NAISS
SUPR
NAISS Projects
SUPR
Historical language models and cipher type detection of historical encrypted manuscripts
Dnr:

NAISS 2026/4-47

Type:

NAISS Small

Principal Investigator:

Beáta Megyesi

Affiliation:

Stockholms universitet

Start Date:

2026-02-01

End Date:

2027-02-01

Primary Classification:

10208: Natural Language Processing

Allocation

Abstract

The aim of the project is to digitize, process and decrypt historical encrypted sources (ciphers) as well as rare writings and to provide tools for (semi)-automatic transcription and decryption. We focus on the development of software tools for automatic analysis allowing users to decrypt various types of historical sources with rare writing systems.
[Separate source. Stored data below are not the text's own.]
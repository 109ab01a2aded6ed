//! Configuration handle and loader.
//!
//! Responsibilities:
//! - Provide the `Config` handle holding the environment map and config tree.
//! - Provide a builder-pattern `ConfigLoader` with overridable input paths.
//! - Expose lookup accessors with default fallback.
//!
//! Does NOT handle:
//! - Env-file parsing (see `env.rs`) or directory scanning (see `tree.rs`).
//!
//! Invariants / Assumptions:
//! - `load` runs the env loader before the directory loader; the first error
//!   aborts the load, and steps that already completed are not rolled back.
//! - Accessors never error; absent keys fall back to the caller's default.
//! - Repeated `load_env` / `load_config_dir` calls merge additively,
//!   overwriting duplicate keys.

use std::collections::BTreeMap;
use std::path::{Path, PathBuf};

use crate::env::load_env_file;
use crate::error::ConfigError;
use crate::tree::load_config_dir;
use crate::value::Value;

/// Default env file path, relative to the working directory.
const DEFAULT_ENV_PATH: &str = ".env";
/// Default config directory, relative to the working directory.
const DEFAULT_CONFIG_DIR: &str = "config";

/// Loaded configuration: a flat environment map plus a nested config tree.
///
/// Built by [`ConfigLoader::load`] and read afterwards, following the
/// load-once-read-many pattern. The handle is plain owned data; wrap it in
/// a lock if concurrent reloads are needed.
#[derive(Debug, Clone, Default)]
pub struct Config {
    /// `KEY=VALUE` pairs from the env file.
    env: BTreeMap<String, String>,
    /// Per-file value trees, keyed by file stem.
    tree: BTreeMap<String, Value>,
}

impl Config {
    /// Loads from the default locations, `.env` and `config/`.
    ///
    /// # Errors
    /// Returns [`ConfigError::MissingEnvFile`] or
    /// [`ConfigError::MissingConfigDir`] when either input is absent, and
    /// parse errors for malformed contents.
    pub fn load() -> Result<Self, ConfigError> {
        ConfigLoader::new().load()
    }

    /// Loads from explicit locations.
    ///
    /// # Errors
    /// Same contract as [`Config::load`].
    pub fn load_from(
        env_path: impl Into<PathBuf>,
        config_dir: impl Into<PathBuf>,
    ) -> Result<Self, ConfigError> {
        ConfigLoader::new()
            .with_env_path(env_path)
            .with_config_dir(config_dir)
            .load()
    }

    /// Merges the env file at `path` into the environment map.
    ///
    /// Repeated calls accumulate; duplicate keys are overwritten. Returns
    /// the number of entries stored.
    ///
    /// # Errors
    /// Returns [`ConfigError::MissingEnvFile`] if the file is absent and
    /// [`ConfigError::MalformedEnvLine`] for a line with no `=`.
    pub fn load_env(&mut self, path: impl AsRef<Path>) -> Result<usize, ConfigError> {
        load_env_file(path.as_ref(), &mut self.env)
    }

    /// Merges the config definitions under `path` into the config tree.
    ///
    /// Repeated calls accumulate; duplicate stems are overwritten. Returns
    /// the number of files loaded.
    ///
    /// # Errors
    /// Returns [`ConfigError::MissingConfigDir`] if the directory is absent
    /// and read/parse errors for unusable definition files.
    pub fn load_config_dir(&mut self, path: impl AsRef<Path>) -> Result<usize, ConfigError> {
        load_config_dir(path.as_ref(), &mut self.tree)
    }

    /// Looks up an environment variable by exact key.
    pub fn env(&self, key: &str) -> Option<&str> {
        self.env.get(key).map(String::as_str)
    }

    /// Looks up an environment variable, falling back to `default`.
    pub fn env_or<'a>(&'a self, key: &str, default: &'a str) -> &'a str {
        self.env(key).unwrap_or(default)
    }

    /// Looks up a config value by dotted path.
    ///
    /// The first segment names a definition file's stem; remaining segments
    /// descend through nested mappings. Returns `None` when any segment is
    /// absent or an intermediate node is not a mapping. The value reached
    /// may itself be a sub-tree.
    pub fn get(&self, path: &str) -> Option<&Value> {
        match path.split_once('.') {
            Some((root, rest)) => self.tree.get(root)?.pointer(rest),
            None => self.tree.get(path),
        }
    }

    /// Looks up a config value by dotted path, falling back to `default`.
    pub fn get_or<'a>(&'a self, path: &str, default: &'a Value) -> &'a Value {
        self.get(path).unwrap_or(default)
    }

    /// Dotted-path lookup returning the value as a string slice.
    pub fn get_str(&self, path: &str) -> Option<&str> {
        self.get(path)?.as_str()
    }

    /// Dotted-path lookup returning the value as a boolean.
    pub fn get_bool(&self, path: &str) -> Option<bool> {
        self.get(path)?.as_bool()
    }

    /// Dotted-path lookup returning the value as an `i64`.
    pub fn get_i64(&self, path: &str) -> Option<i64> {
        self.get(path)?.as_i64()
    }

    /// Dotted-path lookup returning the value as an `f64`.
    pub fn get_f64(&self, path: &str) -> Option<f64> {
        self.get(path)?.as_f64()
    }
}

/// Builder for [`Config`] with overridable input locations.
#[derive(Debug, Clone)]
pub struct ConfigLoader {
    /// Path of the env file to load.
    env_path: PathBuf,
    /// Path of the config definitions directory.
    config_dir: PathBuf,
}

impl Default for ConfigLoader {
    fn default() -> Self {
        Self::new()
    }
}

impl ConfigLoader {
    /// Creates a loader targeting the default locations.
    pub fn new() -> Self {
        Self {
            env_path: PathBuf::from(DEFAULT_ENV_PATH),
            config_dir: PathBuf::from(DEFAULT_CONFIG_DIR),
        }
    }

    /// Overrides the env file path.
    pub fn with_env_path(mut self, path: impl Into<PathBuf>) -> Self {
        self.env_path = path.into();
        self
    }

    /// Overrides the config directory path.
    pub fn with_config_dir(mut self, path: impl Into<PathBuf>) -> Self {
        self.config_dir = path.into();
        self
    }

    /// Runs the env loader, then the directory loader.
    ///
    /// # Errors
    /// The first failing step aborts the load and its error is returned.
    pub fn load(self) -> Result<Config, ConfigError> {
        let mut config = Config::default();
        config.load_env(&self.env_path)?;
        config.load_config_dir(&self.config_dir)?;
        Ok(config)
    }
}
The process of automatic decipherment includes hand-written text recognition to automatically convert the manuscript images to machine-readable, transcribed text format and a mapping of symbols with a transcription scheme, the detection of the plaintext language (underlying or related language) of the script on the basis of historical text sources, the analysis of the source by adapting LLMs, and finally its decipherment. We experiment with various types of deep learning algorithms, including zero-shot and few shot learning with and without pre-trained language models for the transcription and decryption of these rare sources. In 2026 we plan to run experiments on decipherment based on images, and transcribed plaintext. We also aim to create historical language models for named entity recognition, and correction of transcription errors.